> **WHAT YOU HAVE TO DO**
Word for word, restate the records that appear below.
TASK INPUTS section start
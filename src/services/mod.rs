//! Services - card state management and fare policy enforcement
//!
//! This module contains the core business logic:
//! - `card` - Balance ownership, touch-in/touch-out policy, fare computation
//! - `journey_tracker` - Live journey slot and completed-journey history

pub mod card;
pub mod journey_tracker;

// Re-export commonly used types
pub use card::Card;
pub use journey_tracker::JourneyTracker;
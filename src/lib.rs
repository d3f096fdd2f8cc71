//! Stored-value transit card library
//!
//! Models a fare card: a monetary balance with a top-up ceiling and a
//! touch-in funding floor, a single live journey slot, an append-only
//! history of completed journeys, and flat-fare or penalty deduction at
//! touch-out.
//!
//! Exposes modules for integration testing and binary reuse.

pub mod domain;
pub mod infra;
pub mod services;
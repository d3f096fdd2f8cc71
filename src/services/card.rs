//! Card - balance ownership and fare/penalty policy enforcement

use crate::domain::error::CardError;
use crate::domain::station::Station;
use crate::domain::types::{Amount, FarePolicy};
use crate::services::journey_tracker::JourneyTracker;
use tracing::{debug, info};

/// A stored-value transit card.
///
/// Owns the balance and a [`JourneyTracker`], and enforces the monetary
/// policy around touch events: fail-closed at entry (touch-in is refused
/// below the minimum fare), fail-open at exit (touch-out always charges,
/// fare or penalty, and may drive the balance negative).
///
/// # Example
///
/// ```
/// use farecard::domain::{Station, Zone, MINIMUM_FARE};
/// use farecard::services::Card;
///
/// let mut card = Card::new();
/// card.top_up(MINIMUM_FARE).unwrap();
/// card.touch_in(&Station::new("Aldgate", Zone(3))).unwrap();
/// let charged = card.touch_out(&Station::new("Euston", Zone(2)));
/// assert_eq!(charged, MINIMUM_FARE);
/// assert_eq!(card.journey().history().len(), 1);
/// ```
#[derive(Debug, Clone, Default)]
pub struct Card {
    balance: Amount,
    policy: FarePolicy,
    journey: JourneyTracker,
}

impl Card {
    /// Create a card with balance 0, no open journey, and default fares.
    pub fn new() -> Self {
        Self::default()
    }

    /// Create a card with an explicit fare policy.
    pub fn with_policy(policy: FarePolicy) -> Self {
        Self { balance: Amount::ZERO, policy, journey: JourneyTracker::new() }
    }

    /// Add `amount` to the balance and return the new balance.
    ///
    /// `amount` is expected to be positive. Fails with
    /// [`CardError::BalanceExceeded`] when the result would pass the
    /// configured ceiling; the balance is left untouched on that path.
    pub fn top_up(&mut self, amount: Amount) -> Result<Amount, CardError> {
        if self.balance + amount > self.policy.maximum_balance {
            debug!(
                amount = %amount,
                balance = %self.balance,
                maximum = %self.policy.maximum_balance,
                "top_up_rejected"
            );
            return Err(CardError::BalanceExceeded { maximum: self.policy.maximum_balance });
        }

        self.balance += amount;
        info!(amount = %amount, balance = %self.balance, "card_topped_up");
        Ok(self.balance)
    }

    /// Begin a journey at `station`.
    ///
    /// Fails with [`CardError::InsufficientFunds`] when the balance is
    /// below the minimum fare; no state changes on that path. Nothing is
    /// charged at touch-in itself.
    pub fn touch_in(&mut self, station: &Station) -> Result<(), CardError> {
        if self.balance < self.policy.minimum_fare {
            debug!(
                balance = %self.balance,
                minimum_fare = %self.policy.minimum_fare,
                station = %station,
                "touch_in_rejected"
            );
            return Err(CardError::InsufficientFunds { minimum: self.policy.minimum_fare });
        }

        info!(station = %station, balance = %self.balance, "touched_in");
        self.journey.start(station.clone());
        Ok(())
    }

    /// End a journey at `station` and return the amount charged.
    ///
    /// Always succeeds: a journey opened by touch-in is charged the flat
    /// minimum fare, a touch-out with no prior touch-in is charged the
    /// penalty fare. Either way the journey is recorded and the live slot
    /// cleared. No floor check is applied, so the balance can go negative.
    pub fn touch_out(&mut self, station: &Station) -> Amount {
        let opened = self.journey.has_open_journey();
        let charge = if opened { self.policy.minimum_fare } else { self.policy.penalty_fare };

        self.balance -= charge;

        if opened {
            info!(station = %station, charge = %charge, balance = %self.balance, "touched_out");
        } else {
            info!(station = %station, charge = %charge, balance = %self.balance, "penalty_charged");
        }

        self.journey.finish(station.clone());
        charge
    }

    pub fn balance(&self) -> Amount {
        self.balance
    }

    /// The card's journey tracker, for inspecting the live slot and history.
    pub fn journey(&self) -> &JourneyTracker {
        &self.journey
    }

    pub fn policy(&self) -> &FarePolicy {
        &self.policy
    }
}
TASK INPUTS section end
> **ANSWER BELOW**
filename src/services/mod.rs
//! Services - card state management and fare policy enforcement
//!
//! This module contains the core business logic:
//! - `card` - Balance ownership, touch-in/touch-out policy, fare computation
//! - `journey_tracker` - Live journey slot and completed-journey history

pub mod card;
pub mod journey_tracker;

// Re-export commonly used types
pub use card::Card;
pub use journey_tracker::JourneyTracker;
filename src/lib.rs
repository d3f096fdd2f8cc71
//! Stored-value transit card library
//!
//! Models a fare card: a monetary balance with a top-up ceiling and a
//! touch-in funding floor, a single live journey slot, an append-only
//! history of completed journeys, and flat-fare or penalty deduction at
//! touch-out.
//!
//! Exposes modules for integration testing and binary reuse.

pub mod domain;
pub mod infra;
pub mod services;
repository d3f096fdd2f8cc71
filename src/services/card.rs
//! Card - balance ownership and fare/penalty policy enforcement

use crate::domain::error::CardError;
use crate::domain::station::Station;
use crate::domain::types::{Amount, FarePolicy};
use crate::services::journey_tracker::JourneyTracker;
use tracing::{debug, info};

/// A stored-value transit card.
///
/// Owns the balance and a [`JourneyTracker`], and enforces the monetary
/// policy around touch events: fail-closed at entry (touch-in is refused
/// below the minimum fare), fail-open at exit (touch-out always charges,
/// fare or penalty, and may drive the balance negative).
///
/// # Example
///
/// ```
/// use farecard::domain::{Station, Zone, MINIMUM_FARE};
/// use farecard::services::Card;
///
/// let mut card = Card::new();
/// card.top_up(MINIMUM_FARE).unwrap();
/// card.touch_in(&Station::new("Aldgate", Zone(3))).unwrap();
/// let charged = card.touch_out(&Station::new("Euston", Zone(2)));
/// assert_eq!(charged, MINIMUM_FARE);
/// assert_eq!(card.journey().history().len(), 1);
/// ```
#[derive(Debug, Clone, Default)]
pub struct Card {
    balance: Amount,
    policy: FarePolicy,
    journey: JourneyTracker,
}

impl Card {
    /// Create a card with balance 0, no open journey, and default fares.
    pub fn new() -> Self {
        Self::default()
    }

    /// Create a card with an explicit fare policy.
    pub fn with_policy(policy: FarePolicy) -> Self {
        Self { balance: Amount::ZERO, policy, journey: JourneyTracker::new() }
    }

    /// Add `amount` to the balance and return the new balance.
    ///
    /// `amount` is expected to be positive. Fails with
    /// [`CardError::BalanceExceeded`] when the result would pass the
    /// configured ceiling; the balance is left untouched on that path.
    pub fn top_up(&mut self, amount: Amount) -> Result<Amount, CardError> {
        if self.balance + amount > self.policy.maximum_balance {
            debug!(
                amount = %amount,
                balance = %self.balance,
                maximum = %self.policy.maximum_balance,
                "top_up_rejected"
            );
            return Err(CardError::BalanceExceeded { maximum: self.policy.maximum_balance });
        }

        self.balance += amount;
        info!(amount = %amount, balance = %self.balance, "card_topped_up");
        Ok(self.balance)
    }

    /// Begin a journey at `station`.
    ///
    /// Fails with [`CardError::InsufficientFunds`] when the balance is
    /// below the minimum fare; no state changes on that path. Nothing is
    /// charged at touch-in itself.
    pub fn touch_in(&mut self, station: &Station) -> Result<(), CardError> {
        if self.balance < self.policy.minimum_fare {
            debug!(
                balance = %self.balance,
                minimum_fare = %self.policy.minimum_fare,
                station = %station,
                "touch_in_rejected"
            );
            return Err(CardError::InsufficientFunds { minimum: self.policy.minimum_fare });
        }

        info!(station = %station, balance = %self.balance, "touched_in");
        self.journey.start(station.clone());
        Ok(())
    }

    /// End a journey at `station` and return the amount charged.
    ///
    /// Always succeeds: a journey opened by touch-in is charged the flat
    /// minimum fare, a touch-out with no prior touch-in is charged the
    /// penalty fare. Either way the journey is recorded and the live slot
    /// cleared. No floor check is applied, so the balance can go negative.
    pub fn touch_out(&mut self, station: &Station) -> Amount {
        let opened = self.journey.has_open_journey();
        let charge = if opened { self.policy.minimum_fare } else { self.policy.penalty_fare };

        self.balance -= charge;

        if opened {
            info!(station = %station, charge = %charge, balance = %self.balance, "touched_out");
        } else {
            info!(station = %station, charge = %charge, balance = %self.balance, "penalty_charged");
        }

        self.journey.finish(station.clone());
        charge
    }

    pub fn balance(&self) -> Amount {
        self.balance
    }

    /// The card's journey tracker, for inspecting the live slot and history.
    pub fn journey(&self) -> &JourneyTracker {
        &self.journey
    }

    pub fn policy(&self) -> &FarePolicy {
        &self.policy
    }
}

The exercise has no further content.